## Saved entries
[Start of Attachment]
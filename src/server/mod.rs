//! HTTP server for Notary

pub mod http;

pub use http::{run, AppState};
//! EIP-712 typed structured data hashing
//!
//! Only flat structs are needed here: every member is an atomic type or a
//! dynamic `bytes`/`string` that hashes to a single word.

use alloy_primitives::{keccak256, Address, B256, U256};
use serde::{Deserialize, Serialize};

use crate::codec::abi::{address_word, bool_word, uint_word};
use crate::types::address_checksum;

pub const DOMAIN_TYPE: &str =
    "EIP712Domain(string name,string version,uint256 chainId,address verifyingContract)";

/// Signing domain of a verifying contract
#[derive(Debug, Clone, PartialEq, Eq, Serialize, Deserialize)]
#[serde(rename_all = "camelCase")]
pub struct Eip712Domain {
    pub name: String,
    pub version: String,
    pub chain_id: u64,
    #[serde(with = "address_checksum")]
    pub verifying_contract: Address,
}

impl Eip712Domain {
    pub fn new(name: impl Into<String>, version: impl Into<String>, chain_id: u64, verifying_contract: Address) -> Self {
        Self {
            name: name.into(),
            version: version.into(),
            chain_id,
            verifying_contract,
        }
    }

    pub fn separator(&self) -> B256 {
        struct_hash(
            DOMAIN_TYPE,
            &[
                TypedValue::String(self.name.clone()),
                TypedValue::String(self.version.clone()),
                TypedValue::Uint(U256::from(self.chain_id)),
                TypedValue::Address(self.verifying_contract),
            ],
        )
    }
}

/// A member value of a typed struct
#[derive(Debug, Clone, PartialEq, Eq)]
pub enum TypedValue {
    Address(Address),
    Uint(U256),
    Bool(bool),
    Bytes32(B256),
    Bytes(Vec<u8>),
    String(String),
}

impl TypedValue {
    pub fn uint(value: u64) -> Self {
        Self::Uint(U256::from(value))
    }

    fn encode(&self) -> [u8; 32] {
        match self {
            Self::Address(a) => address_word(a),
            Self::Uint(v) => uint_word(*v),
            Self::Bool(b) => bool_word(*b),
            Self::Bytes32(b) => b.0,
            Self::Bytes(b) => keccak256(b).0,
            Self::String(s) => keccak256(s.as_bytes()).0,
        }
    }
}

/// `keccak256(typeHash || encodeData(values))`
pub fn struct_hash(type_string: &str, values: &[TypedValue]) -> B256 {
    let mut buf = Vec::with_capacity(32 * (values.len() + 1));
    buf.extend_from_slice(keccak256(type_string.as_bytes()).as_slice());
    for value in values {
        buf.extend_from_slice(&value.encode());
    }
    keccak256(buf)
}

/// `keccak256(0x1901 || domainSeparator || structHash)`
pub fn digest(domain: &Eip712Domain, struct_hash: &B256) -> B256 {
    let mut buf = [0u8; 66];
    buf[0] = 0x19;
    buf[1] = 0x01;
    buf[2..34].copy_from_slice(domain.separator().as_slice());
    buf[34..].copy_from_slice(struct_hash.as_slice());
    keccak256(buf)
}

/// Member list `(type, name)` of a type string such as `Attest(uint16 version,...)`
pub fn members(type_string: &str) -> Vec<(&str, &str)> {
    let inner = type_string
        .split_once('(')
        .and_then(|(_, rest)| rest.strip_suffix(')'))
        .unwrap_or_default();
    inner
        .split(',')
        .filter_map(|member| member.split_once(' '))
        .collect()
}
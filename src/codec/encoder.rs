//! Meeting claim payload codec
//!
//! Maps a [`Claim`] onto a meeting schema's word layout and back. The
//! recipient is not part of the payload; it travels in the attestation
//! envelope.
//!
//! The meeting identifier is stored as UTF-8 bytes in a `bytesN` field.
//! Identifiers longer than N bytes are truncated and shorter ones zero padded,
//! so decoding is lossy for long identifiers and for identifiers that end in
//! NUL bytes.

use alloy_primitives::U256;
use serde::{Deserialize, Serialize};

use super::abi::{self, WORD};
use super::claim::Claim;
use super::schema::{FieldType, Schema};
use crate::types::{NotaryError, Result};

/// Identifier widths a meeting schema may declare
pub const MEETING_ID_WIDTHS: [usize; 2] = [16, 32];

/// Canonical bytes of a claim under one schema
#[derive(Debug, Clone, PartialEq, Eq)]
pub struct EncodedPayload {
    bytes: Vec<u8>,
}

impl EncodedPayload {
    pub fn as_bytes(&self) -> &[u8] {
        &self.bytes
    }

    pub fn into_bytes(self) -> Vec<u8> {
        self.bytes
    }

    pub fn len(&self) -> usize {
        self.bytes.len()
    }

    pub fn is_empty(&self) -> bool {
        self.bytes.is_empty()
    }
}

/// The schema-encoded part of a claim
#[derive(Debug, Clone, PartialEq, Eq, Serialize, Deserialize)]
#[serde(rename_all = "camelCase")]
pub struct MeetingFields {
    pub meeting_id: String,
    pub meeting_type: u8,
    pub start_time: u32,
    pub end_time: u32,
}

impl Claim {
    /// Fields as they come back out of a decode under an N-byte identifier
    pub fn fields_at_width(&self, id_width: usize) -> MeetingFields {
        MeetingFields {
            meeting_id: decode_identifier(&identifier_bytes(&self.meeting_id, id_width)),
            meeting_type: self.meeting_type,
            start_time: self.start_time,
            end_time: self.end_time,
        }
    }
}

#[derive(Debug, Clone, Copy, PartialEq, Eq)]
enum Slot {
    MeetingId(usize),
    MeetingType(usize),
    StartTime(usize),
    EndTime(usize),
}

/// Resolved positions of the meeting fields inside a schema
#[derive(Debug, Clone, PartialEq, Eq)]
pub struct MeetingLayout {
    slots: Vec<Slot>,
    id_width: usize,
}

impl MeetingLayout {
    /// Check that `schema` is a meeting schema and record its slot order.
    pub fn resolve(schema: &Schema) -> Result<Self> {
        if schema.fields().len() != 4 {
            return Err(NotaryError::EncodingMismatch(format!(
                "meeting schemas declare 4 fields, `{}` declares {}",
                schema.spec(),
                schema.fields().len()
            )));
        }

        let mut slots = Vec::with_capacity(4);
        let mut id_width = 0;
        for field in schema.fields() {
            let slot = match (field.name.to_ascii_lowercase().as_str(), field.ty) {
                ("meetingid", FieldType::FixedBytes(n)) if MEETING_ID_WIDTHS.contains(&n) => {
                    id_width = n;
                    Slot::MeetingId(n)
                }
                ("meetingtype", FieldType::Uint(bits)) => Slot::MeetingType(bits),
                ("starttime", FieldType::Uint(bits)) if bits >= 32 => Slot::StartTime(bits),
                ("endtime", FieldType::Uint(bits)) if bits >= 32 => Slot::EndTime(bits),
                _ => {
                    return Err(NotaryError::EncodingMismatch(format!(
                        "field `{} {}` does not belong to a meeting schema",
                        field.ty, field.name
                    )))
                }
            };
            if slots.iter().any(|s| std::mem::discriminant(s) == std::mem::discriminant(&slot)) {
                return Err(NotaryError::EncodingMismatch(format!(
                    "field `{}` declared twice",
                    field.name
                )));
            }
            slots.push(slot);
        }

        Ok(Self { slots, id_width })
    }

    pub fn id_width(&self) -> usize {
        self.id_width
    }

    pub fn size(&self) -> usize {
        self.slots.len() * WORD
    }
}

/// Encode `claim` under `schema`
pub fn encode(schema: &Schema, claim: &Claim) -> Result<EncodedPayload> {
    claim.validate()?;
    let layout = MeetingLayout::resolve(schema)?;

    let mut bytes = Vec::with_capacity(layout.size());
    for slot in &layout.slots {
        let word = match *slot {
            Slot::MeetingId(width) => abi::left_aligned_word(&identifier_bytes(&claim.meeting_id, width)),
            Slot::MeetingType(bits) => {
                ensure_fits("meetingType", U256::from(claim.meeting_type), bits)?;
                abi::uint_word(U256::from(claim.meeting_type))
            }
            Slot::StartTime(_) => abi::uint_word(U256::from(claim.start_time)),
            Slot::EndTime(_) => abi::uint_word(U256::from(claim.end_time)),
        };
        bytes.extend_from_slice(&word);
    }

    Ok(EncodedPayload { bytes })
}

/// Decode a payload produced under `schema`
pub fn decode(schema: &Schema, payload: &[u8]) -> Result<MeetingFields> {
    let layout = MeetingLayout::resolve(schema)?;
    if payload.len() != layout.size() {
        return Err(NotaryError::EncodingMismatch(format!(
            "payload is {} bytes, schema `{}` expects {}",
            payload.len(),
            schema.spec(),
            layout.size()
        )));
    }

    let mut fields = MeetingFields {
        meeting_id: String::new(),
        meeting_type: 0,
        start_time: 0,
        end_time: 0,
    };

    for (index, slot) in layout.slots.iter().enumerate() {
        let word = abi::word_at(payload, index)
            .ok_or_else(|| NotaryError::EncodingMismatch("payload truncated".to_string()))?;
        match *slot {
            Slot::MeetingId(width) => {
                if word[width..].iter().any(|b| *b != 0) {
                    return Err(NotaryError::EncodingMismatch(format!(
                        "meetingId word has data beyond {width} bytes"
                    )));
                }
                fields.meeting_id = decode_identifier(&word[..width]);
            }
            Slot::MeetingType(bits) => fields.meeting_type = narrow(word, bits, 8, "meetingType")? as u8,
            Slot::StartTime(bits) => fields.start_time = narrow(word, bits, 32, "startTime")? as u32,
            Slot::EndTime(bits) => fields.end_time = narrow(word, bits, 32, "endTime")? as u32,
        }
    }

    Ok(fields)
}

/// UTF-8 bytes of `id`, truncated or zero padded to `width`
fn identifier_bytes(id: &str, width: usize) -> Vec<u8> {
    let mut bytes = id.as_bytes().to_vec();
    bytes.resize(width, 0);
    bytes
}

fn decode_identifier(bytes: &[u8]) -> String {
    let end = bytes.iter().rposition(|b| *b != 0).map_or(0, |i| i + 1);
    String::from_utf8_lossy(&bytes[..end]).into_owned()
}

fn ensure_fits(field: &str, value: U256, bits: usize) -> Result<()> {
    if bits < 256 && value >= (U256::from(1u8) << bits) {
        return Err(NotaryError::validation(field, format!("{field} does not fit in uint{bits}")));
    }
    Ok(())
}

/// Read a right-aligned number that must fit both the declared width and `target_bits`
fn narrow(word: &[u8], declared_bits: usize, target_bits: usize, field: &str) -> Result<u64> {
    let value = U256::from_be_slice(word);
    let limit = declared_bits.min(target_bits);
    if value >= (U256::from(1u8) << limit) {
        return Err(NotaryError::EncodingMismatch(format!(
            "{field} word holds a value wider than {limit} bits"
        )));
    }
    Ok(value.to::<u64>())
}

#[cfg(test)]
mod tests {
    use super::*;

    const FULL: &str = "bytes32 MeetingId,uint8 MeetingType,uint32 StartTime,uint32 EndTime";
    const COMPACT: &str = "bytes16 MeetingId,uint8 MeetingType,uint32 StartTime,uint32 EndTime";

    fn claim(meeting_id: &str) -> Claim {
        Claim {
            recipient: "0xA1".to_string(),
            meeting_id: meeting_id.to_string(),
            meeting_type: 2,
            start_time: 1_700_000_000,
            end_time: 1_700_003_600,
        }
    }

    #[test]
    fn test_standup_vector() {
        let schema = Schema::parse(FULL).unwrap();
        let payload = encode(&schema, &claim("standup-42")).unwrap();
        let bytes = payload.as_bytes();
        assert_eq!(bytes.len(), 4 * WORD);

        let mut expected_id = [0u8; 32];
        expected_id[..10].copy_from_slice(b"standup-42");
        assert_eq!(&bytes[0..32], &expected_id);

        assert!(bytes[32..63].iter().all(|b| *b == 0));
        assert_eq!(bytes[63], 0x02);

        assert!(bytes[64..92].iter().all(|b| *b == 0));
        assert_eq!(&bytes[92..96], &1_700_000_000u32.to_be_bytes());
        assert!(bytes[96..124].iter().all(|b| *b == 0));
        assert_eq!(&bytes[124..128], &1_700_003_600u32.to_be_bytes());

        let decoded = decode(&schema, bytes).unwrap();
        assert_eq!(decoded.meeting_id, "standup-42");
        assert_eq!(decoded.meeting_type, 2);
        assert_eq!(decoded.start_time, 1_700_000_000);
        assert_eq!(decoded.end_time, 1_700_003_600);
    }

    #[test]
    fn test_round_trip_both_widths() {
        for (spec, width) in [(FULL, 32), (COMPACT, 16)] {
            let schema = Schema::parse(spec).unwrap();
            for id in ["a", "standup-42", "exactly-sixteen!", "a-meeting-identifier-longer-than-32-bytes"] {
                let c = claim(id);
                let decoded = decode(&schema, encode(&schema, &c).unwrap().as_bytes()).unwrap();
                assert_eq!(decoded, c.fields_at_width(width), "{spec} / {id}");
            }
        }
    }

    #[test]
    fn test_long_identifier_truncated() {
        let schema = Schema::parse(COMPACT).unwrap();
        let decoded = decode(&schema, encode(&schema, &claim("0123456789abcdefXYZ")).unwrap().as_bytes()).unwrap();
        assert_eq!(decoded.meeting_id, "0123456789abcdef");
    }

    #[test]
    fn test_wide_identifier_rejected_by_compact_decode() {
        let full = Schema::parse(FULL).unwrap();
        let compact = Schema::parse(COMPACT).unwrap();
        let payload = encode(&full, &claim("a-meeting-id-with-twenty-plus-bytes")).unwrap();
        assert!(matches!(
            decode(&compact, payload.as_bytes()),
            Err(NotaryError::EncodingMismatch(_))
        ));
    }

    #[test]
    fn test_non_meeting_schemas_rejected() {
        for spec in [
            "bytes8 MeetingId,uint8 MeetingType,uint32 StartTime,uint32 EndTime",
            "bytes32 MeetingId,uint8 MeetingType,uint16 StartTime,uint32 EndTime",
            "bytes32 MeetingId,uint8 MeetingType,uint32 StartTime",
            "bytes32 MeetingId,uint8 MeetingType,uint32 StartTime,uint32 EndTime,bool Extra",
            "bytes32 Topic,uint8 MeetingType,uint32 StartTime,uint32 EndTime",
        ] {
            let schema = Schema::parse(spec).unwrap();
            assert!(
                matches!(encode(&schema, &claim("x")), Err(NotaryError::EncodingMismatch(_))),
                "{spec}"
            );
        }
    }

    #[test]
    fn test_field_order_follows_schema() {
        let schema = Schema::parse("uint32 StartTime,uint32 EndTime,uint8 MeetingType,bytes16 MeetingId").unwrap();
        let payload = encode(&schema, &claim("x")).unwrap();
        assert_eq!(&payload.as_bytes()[28..32], &1_700_000_000u32.to_be_bytes());
        assert_eq!(payload.as_bytes()[96], b'x');
        assert_eq!(decode(&schema, payload.as_bytes()).unwrap().meeting_id, "x");
    }

    #[test]
    fn test_decode_wrong_length() {
        let schema = Schema::parse(FULL).unwrap();
        assert!(matches!(decode(&schema, &[0u8; 96]), Err(NotaryError::EncodingMismatch(_))));
    }

    #[test]
    fn test_decode_rejects_oversized_numbers() {
        let schema = Schema::parse(FULL).unwrap();
        let mut bytes = encode(&schema, &claim("x")).unwrap().into_bytes();
        bytes[62] = 0x01; // meetingType word now holds 0x0102
        assert!(matches!(decode(&schema, &bytes), Err(NotaryError::EncodingMismatch(_))));
    }
}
[End of Attachment]
## WHAT IS EXPECTED
From the records above, give again exactly the lines running from the line with "use alloy_primitives::U256;" to the line with "pub fn fields_at_width(&self, id_width: usize)", inclusive.

## OUTPUT OF THE TASK
use alloy_primitives::U256;
use serde::{Deserialize, Serialize};

use super::abi::{self, WORD};
use super::claim::Claim;
use super::schema::{FieldType, Schema};
use crate::types::{NotaryError, Result};

/// Identifier widths a meeting schema may declare
pub const MEETING_ID_WIDTHS: [usize; 2] = [16, 32];

/// Canonical bytes of a claim under one schema
#[derive(Debug, Clone, PartialEq, Eq)]
pub struct EncodedPayload {
    bytes: Vec<u8>,
}

impl EncodedPayload {
    pub fn as_bytes(&self) -> &[u8] {
        &self.bytes
    }

    pub fn into_bytes(self) -> Vec<u8> {
        self.bytes
    }

    pub fn len(&self) -> usize {
        self.bytes.len()
    }

    pub fn is_empty(&self) -> bool {
        self.bytes.is_empty()
    }
}

/// The schema-encoded part of a claim
#[derive(Debug, Clone, PartialEq, Eq, Serialize, Deserialize)]
#[serde(rename_all = "camelCase")]
pub struct MeetingFields {
    pub meeting_id: String,
    pub meeting_type: u8,
    pub start_time: u32,
    pub end_time: u32,
}

impl Claim {
    /// Fields as they come back out of a decode under an N-byte identifier
    pub fn fields_at_width(&self, id_width: usize) -> MeetingFields {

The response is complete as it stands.